From ffa22a5f905daa7b7a4a9e4e6a1e3f17b9fea073 Mon Sep 17 00:00:00 2001
From: Kexin Zhao <zhaokexin01@baidu.com>
Date: Sun, 18 Mar 2018 20:01:27 -0700
Subject: [PATCH] fix scaling param type

---
 paddle/fluid/operators/batch_norm_op.cu.cc | 40 ++++++++++++----------
 paddle/fluid/platform/cudnn_helper.h       |  5 ---
 2 files changed, 21 insertions(+), 24 deletions(-)

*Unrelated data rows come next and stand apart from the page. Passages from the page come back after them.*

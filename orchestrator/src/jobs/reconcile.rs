//! Stale-job reconciliation
//!
//! Cross-checks every job that still claims to be in flight against the
//! cloud API and wall-clock limits. The reconciler only ever moves jobs to a
//! terminal state. A failed cloud lookup leaves the job alone until the next
//! sweep.
//!
//! A job in `handoff` whose VM is gone is taken as succeeded: the launcher
//! deletes its own VM on exit, and nothing else reports back. A crash that
//! also removed the VM looks the same.

use std::sync::atomic::{AtomicBool, Ordering};
use std::sync::{Arc, Mutex};
use std::time::Duration;

use chrono::{DateTime, Utc};
use tokio::time::Instant;
use tracing::{debug, error, info, warn};

use crate::cloud::models::{ServerId, ServerInfo, ServerLookup};
use crate::jobs::context::JobContext;
use crate::jobs::fsm::JobEvent;
use crate::jobs::model::{JobStatus, RemoteJob};
use crate::notify::{self, EMAIL_LOG_LINES};
use crate::storage::settings::ReconcilerSettings;

/// Failure stage recorded for jobs the reconciler gives up on
pub const RECONCILE_STAGE: &str = "reconcile";

/// What the cloud API said about a job's VM
#[derive(Debug, Clone, PartialEq, Eq)]
pub enum Probe {
    /// No lookup was made
    Skipped,
    Found(ServerInfo),
    Missing,
    /// Lookup failed; ambiguous
    Unavailable,
}

/// Action for one job
#[derive(Debug, Clone, PartialEq, Eq)]
pub enum Verdict {
    Keep,
    Warn(String),
    Fail(String),
    Succeed,
    /// Terminal job still holding a VM
    Release(ServerId),
}

fn exceeded(elapsed: chrono::Duration, limit_secs: u64) -> bool {
    elapsed > chrono::Duration::seconds(limit_secs as i64)
}

/// Decide what to do with `job`. `driving` is true while a driver in this
/// process still works on it; its own ceilings then govern the slow cases.
pub fn assess(
    job: &RemoteJob,
    probe: &Probe,
    driving: bool,
    now: DateTime<Utc>,
    limits: &ReconcilerSettings,
) -> Verdict {
    let elapsed = job.age(now);

    match job.status {
        JobStatus::Queued => {
            if job.started_at.is_none() && exceeded(elapsed, limits.queued_timeout_secs) {
                Verdict::Fail("never started after restart".to_string())
            } else {
                Verdict::Keep
            }
        }

        JobStatus::Running => match (job.hetzner_server_id, probe) {
            (None, _) => {
                if !driving && exceeded(elapsed, limits.running_timeout_secs) {
                    Verdict::Fail("driver lost before a server was created".to_string())
                } else {
                    Verdict::Keep
                }
            }
            (Some(id), Probe::Missing) => Verdict::Fail(format!("server {} disappeared", id)),
            (Some(id), Probe::Found(info)) if !info.is_healthy() => {
                if !driving && exceeded(elapsed, limits.provisioning_grace_secs) {
                    Verdict::Fail(format!(
                        "server {} unresponsive ({:?}, no address)",
                        id, info.status
                    ))
                } else {
                    Verdict::Keep
                }
            }
            (Some(id), Probe::Found(_)) => {
                if !driving && exceeded(elapsed, limits.running_timeout_secs) {
                    Verdict::Fail(format!("stalled before hand-off on server {}", id))
                } else {
                    Verdict::Keep
                }
            }
            (Some(_), Probe::Unavailable | Probe::Skipped) => Verdict::Keep,
        },

        JobStatus::Handoff => match probe {
            Probe::Missing => Verdict::Succeed,
            Probe::Unavailable => Verdict::Keep,
            _ if exceeded(elapsed, limits.handoff_timeout_secs) => {
                Verdict::Fail("handoff timed out".to_string())
            }
            Probe::Found(info) if !info.is_healthy() => Verdict::Warn(format!(
                "server {} is {:?} without an address, the launcher may be shutting it down",
                info.id, info.status
            )),
            _ => Verdict::Keep,
        },

        JobStatus::Succeeded | JobStatus::Failed => match job.hetzner_server_id {
            Some(id) if !driving => Verdict::Release(id),
            _ => Verdict::Keep,
        },
    }
}

/// Counts from one sweep
#[derive(Debug, Default, Clone, PartialEq, Eq)]
pub struct SweepReport {
    pub examined: usize,
    pub failed: usize,
    pub succeeded: usize,
    pub released: usize,
    /// Another sweep was in progress or the last one was too recent
    pub skipped: bool,
}

struct InFlight<'a>(&'a AtomicBool);

impl Drop for InFlight<'_> {
    fn drop(&mut self) {
        self.0.store(false, Ordering::Release);
    }
}

pub struct Reconciler {
    ctx: Arc<JobContext>,
    in_flight: AtomicBool,
    last_sweep: Mutex<Option<Instant>>,
}

impl Reconciler {
    pub fn new(ctx: Arc<JobContext>) -> Self {
        Self {
            ctx,
            in_flight: AtomicBool::new(false),
            last_sweep: Mutex::new(None),
        }
    }

    fn limits(&self) -> &ReconcilerSettings {
        &self.ctx.settings.reconciler
    }

    /// Claim the sweep slot, honouring single flight and minimum spacing
    fn claim(&self) -> Option<InFlight<'_>> {
        if self
            .in_flight
            .compare_exchange(false, true, Ordering::AcqRel, Ordering::Acquire)
            .is_err()
        {
            debug!("Reconciliation already in progress");
            return None;
        }
        let guard = InFlight(&self.in_flight);

        let spacing = Duration::from_secs(self.limits().min_spacing_secs);
        let mut last = self.last_sweep.lock().unwrap_or_else(|e| e.into_inner());
        if let Some(at) = *last {
            if at.elapsed() < spacing {
                debug!("Reconciliation ran {:?} ago, skipping", at.elapsed());
                return None;
            }
        }
        *last = Some(Instant::now());
        Some(guard)
    }

    /// Run one pass over all jobs
    pub async fn sweep(&self) -> SweepReport {
        let Some(_guard) = self.claim() else {
            return SweepReport {
                skipped: true,
                ..SweepReport::default()
            };
        };

        let mut report = SweepReport::default();
        for job in self.ctx.store.list() {
            if job.status.is_terminal() && job.hetzner_server_id.is_none() {
                continue;
            }
            report.examined += 1;

            let probe = self.probe(&job).await;
            let driving = self.ctx.store.is_driving(&job.id);
            match assess(&job, &probe, driving, Utc::now(), self.limits()) {
                Verdict::Keep => {}
                Verdict::Warn(message) => warn!("Job {}: {}", job.id, message),
                Verdict::Fail(reason) => {
                    if self.fail(&job, &reason).await {
                        report.failed += 1;
                    }
                }
                Verdict::Succeed => {
                    if self.succeed(&job).await {
                        report.succeeded += 1;
                    }
                }
                Verdict::Release(server_id) => {
                    if self.release(&job.id, server_id).await {
                        report.released += 1;
                    }
                }
            }
        }

        if report.failed + report.succeeded + report.released > 0 {
            info!(
                "Reconciled {} jobs: {} failed, {} succeeded, {} servers released",
                report.examined, report.failed, report.succeeded, report.released
            );
        }
        report
    }

    async fn probe(&self, job: &RemoteJob) -> Probe {
        let Some(server_id) = job.hetzner_server_id else {
            return Probe::Skipped;
        };
        if !matches!(job.status, JobStatus::Running | JobStatus::Handoff) {
            return Probe::Skipped;
        }
        match self.ctx.cloud.get_server(server_id).await {
            Ok(ServerLookup::Found(info)) => Probe::Found(info),
            Ok(ServerLookup::Missing) => Probe::Missing,
            Err(e) => {
                warn!(
                    "Lookup of server {} for job {} failed, retrying next sweep: {}",
                    server_id, job.id, e
                );
                Probe::Unavailable
            }
        }
    }

    async fn fail(&self, job: &RemoteJob, reason: &str) -> bool {
        let applied = self.ctx.store.update(&job.id, |job| {
            job.apply(JobEvent::fail(RECONCILE_STAGE, reason), Utc::now())
        });
        if let Err(e) = applied {
            debug!("Job {} changed during the sweep: {}", job.id, e);
            return false;
        }
        warn!("Job {} marked failed: {}", job.id, reason);
        self.ctx.store.log(&job.id, &format!("reconciler: {}", reason));

        if let Some(server_id) = job.hetzner_server_id {
            self.release(&job.id, server_id).await;
        } else if let Err(e) = self.ctx.persister.flush_now(&job.id).await {
            error!("Could not persist job {}: {}", job.id, e);
        }

        if let Some(failed) = self.ctx.store.get(&job.id) {
            let log_tail = self.ctx.store.log_tail(&job.id, EMAIL_LOG_LINES);
            notify::notify_failure(
                self.ctx.kv.as_ref(),
                self.ctx.mailer.as_ref(),
                &failed,
                &log_tail,
            )
            .await;
        }
        true
    }

    async fn succeed(&self, job: &RemoteJob) -> bool {
        let applied = self.ctx.store.update(&job.id, |job| {
            let status = job.apply(JobEvent::Succeed, Utc::now())?;
            job.hetzner_server_id = None;
            job.remote_server_ip = None;
            Ok(status)
        });
        if let Err(e) = applied {
            debug!("Job {} changed during the sweep: {}", job.id, e);
            return false;
        }
        info!("Job {} succeeded, its server is gone", job.id);
        if let Err(e) = self.ctx.persister.flush_now(&job.id).await {
            error!("Could not persist job {}: {}", job.id, e);
        }
        true
    }

    /// Best-effort delete; the id is only cleared once the VM is confirmed gone
    async fn release(&self, job_id: &str, server_id: ServerId) -> bool {
        let released = match self.ctx.cloud.delete_server(server_id).await {
            Ok(outcome) => {
                info!("Server {} of job {} released ({:?})", server_id, job_id, outcome);
                let cleared = self.ctx.store.update(job_id, |job| {
                    if job.hetzner_server_id == Some(server_id) {
                        job.hetzner_server_id = None;
                        job.remote_server_ip = None;
                    }
                    Ok(())
                });
                cleared.is_ok()
            }
            Err(e) => {
                error!(
                    "Could not delete server {} of job {}, retrying next sweep: {}",
                    server_id, job_id, e
                );
                false
            }
        };
        if let Err(e) = self.ctx.persister.flush_now(job_id).await {
            error!("Could not persist job {}: {}", job_id, e);
        }
        released
    }
}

diff --git a/paddle/fluid/operators/batch_norm_op.cu.cc b/paddle/fluid/operators/batch_norm_op.cu.cc
index 5e97678862..2de935d087 100644
--- a/paddle/fluid/operators/batch_norm_op.cu.cc
+++ b/paddle/fluid/operators/batch_norm_op.cu.cc
@@ -18,6 +18,7 @@ limitations under the License. */
 #include <cfloat>
 #include "paddle/fluid/operators/math/math_function.h"
 #include "paddle/fluid/platform/cudnn_helper.h"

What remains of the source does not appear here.